ICTは所詮道具でしかない

教育

 表題のようなことを言う人は、ICTが現状のアナログの作業がデジタルへ「置き換わる」という発想しかできない人です。

 どうして、これまで実現できていなかったことを可能とするテクノロジの発想ができないのでしょうか。誰かにすりこまれたそれをそのまま受け売っているのでしょうか、それとも教科専門で排他的な人に洗脳されたのでしょうか。

 ICTは、それが指すものが非常に広範囲であり、また15年前に言われたICTと今のICTは大きく異なっています。そして今もなおずっと変革し続けているテクノロジです。我々の暮らし方そのものが変わってきたことが、それをはっきりと証明しています。

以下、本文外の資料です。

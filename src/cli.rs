//! Command-line argument definitions.
use clap::{Parser, Subcommand};

/// Top-level CLI entry point for the machine-configuration engine.
#[derive(Parser, Debug)]
#[command(
    name = "converge",
    about = "Declarative local machine-configuration engine",
    version
)]
pub struct Cli {
    #[command(subcommand)]
    pub command: Command,

    /// Enable verbose output (debug lines on the terminal)
    #[arg(short, long, global = true)]
    pub verbose: bool,

    #[command(flatten)]
    pub global: GlobalOpts,
}

/// Options shared across all subcommands.
#[derive(Parser, Debug, Clone)]
pub struct GlobalOpts {
    /// Profile to use (defaults to a platform-derived choice)
    #[arg(short, long, global = true)]
    pub profile: Option<String>,

    /// Preview changes without applying them
    #[arg(short = 'n', long, global = true)]
    pub dry_run: bool,

    /// Override the configuration repository root
    #[arg(long, global = true)]
    pub root: Option<std::path::PathBuf>,

    /// Disable parallel execution (enabled by default)
    #[arg(long = "no-parallel", global = true, action = clap::ArgAction::SetFalse)]
    pub parallel: bool,
}

/// Available subcommands.
#[derive(Subcommand, Debug)]
pub enum Command {
    /// Bring the machine to the declared state
    Apply(ApplyOpts),
    /// Undo previously applied configuration items
    Remove(RemoveOpts),
    /// Validate the configuration repository without changing anything
    Verify(VerifyOpts),
    /// Print version information
    Version,
}

impl Command {
    /// Short name used for the per-command log files.
    #[must_use]
    pub const fn name(&self) -> &'static str {
        match self {
            Self::Apply(_) => "apply",
            Self::Remove(_) => "remove",
            Self::Verify(_) => "verify",
            Self::Version => "version",
        }
    }
}

/// Options for the `apply` subcommand.
#[derive(Parser, Debug, Clone)]
pub struct ApplyOpts {
    /// Skip tasks whose name contains any of these strings
    #[arg(long, value_delimiter = ',')]
    pub skip: Vec<String>,

    /// Run only tasks whose name contains any of these strings
    #[arg(long, value_delimiter = ',')]
    pub only: Vec<String>,
}

/// Options for the `remove` subcommand.
#[derive(Parser, Debug, Clone)]
pub struct RemoveOpts {}

/// Options for the `verify` subcommand.
#[derive(Parser, Debug, Clone)]
pub struct VerifyOpts {}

 教育の中においても、もちろんそれが言えるのですが、表題のような人が「情報教育研究」の内部にいるものですから、デジタルアレルギーをもつ職人気質の先生との見事な共犯関係に陥って、社会的にもはっきりと批判されてきているような「教育がちっともDXしない」という現状を生み出しています。

 非常に罪深い話です。

 ICTは、学び方の変革も起こしています。また、それに伴って新しく学ぶべきスキルがあらわれました。それは「情報活能能力」の中にも位置付けていくものになり、現状の教科・領域の目標の中にはありません。

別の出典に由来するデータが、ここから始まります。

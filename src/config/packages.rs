//! Package entries from packages.toml.

use std::path::Path;

use serde::Deserialize;

use crate::error::ConfigError;

/// Which package manager installs a package.
#[derive(Debug, Clone, Copy, PartialEq, Eq, Deserialize)]
#[serde(rename_all = "lowercase")]
pub enum PackageManager {
    Pacman,
    Aur,
    Winget,
}

/// A package that should be installed.
#[derive(Debug, Clone, Deserialize)]
pub struct Package {
    pub name: String,
    pub manager: PackageManager,
    #[serde(default)]
    pub categories: Vec<String>,
}

#[derive(Debug, Default, Deserialize)]
struct PackagesFile {
    #[serde(default)]
    package: Vec<Package>,
}

/// Load packages.toml, keeping entries whose categories are all active.
///
/// # Errors
///
/// Returns an error if the file exists but cannot be read or parsed.
pub fn load(path: &Path, active: &[String]) -> Result<Vec<Package>, ConfigError> {
    let file: PackagesFile = super::read_toml(path)?;
    Ok(file
        .package
        .into_iter()
        .filter(|p| super::categories_match(&p.categories, active))
        .collect())
}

 学習指導要領としては「情報活用能力」は、各教科・領域の学びを支える基盤的な能力として位置付けています。言語能力や問題発見・解決能力と同じように。基盤的能力は、同時並行的に身につけていくことができるものもありますが、ICTに関してはそうでないものもたくさんあります。その捉えがとても重要です。体感的にもそれは多くの人が気づいているはずなんです。でも、それをなかなか認めようとしない人がいるのですね。

 学習指導要領は、その体系からして、教科化・領域化されていないものは扱いません。だから情報活用能力は、それを支える基盤という位置付けなのです。基盤であるという位置付けは決して悪いわけではありませんが、「それだけではない」ということも知っておいた方がよいかもしれません。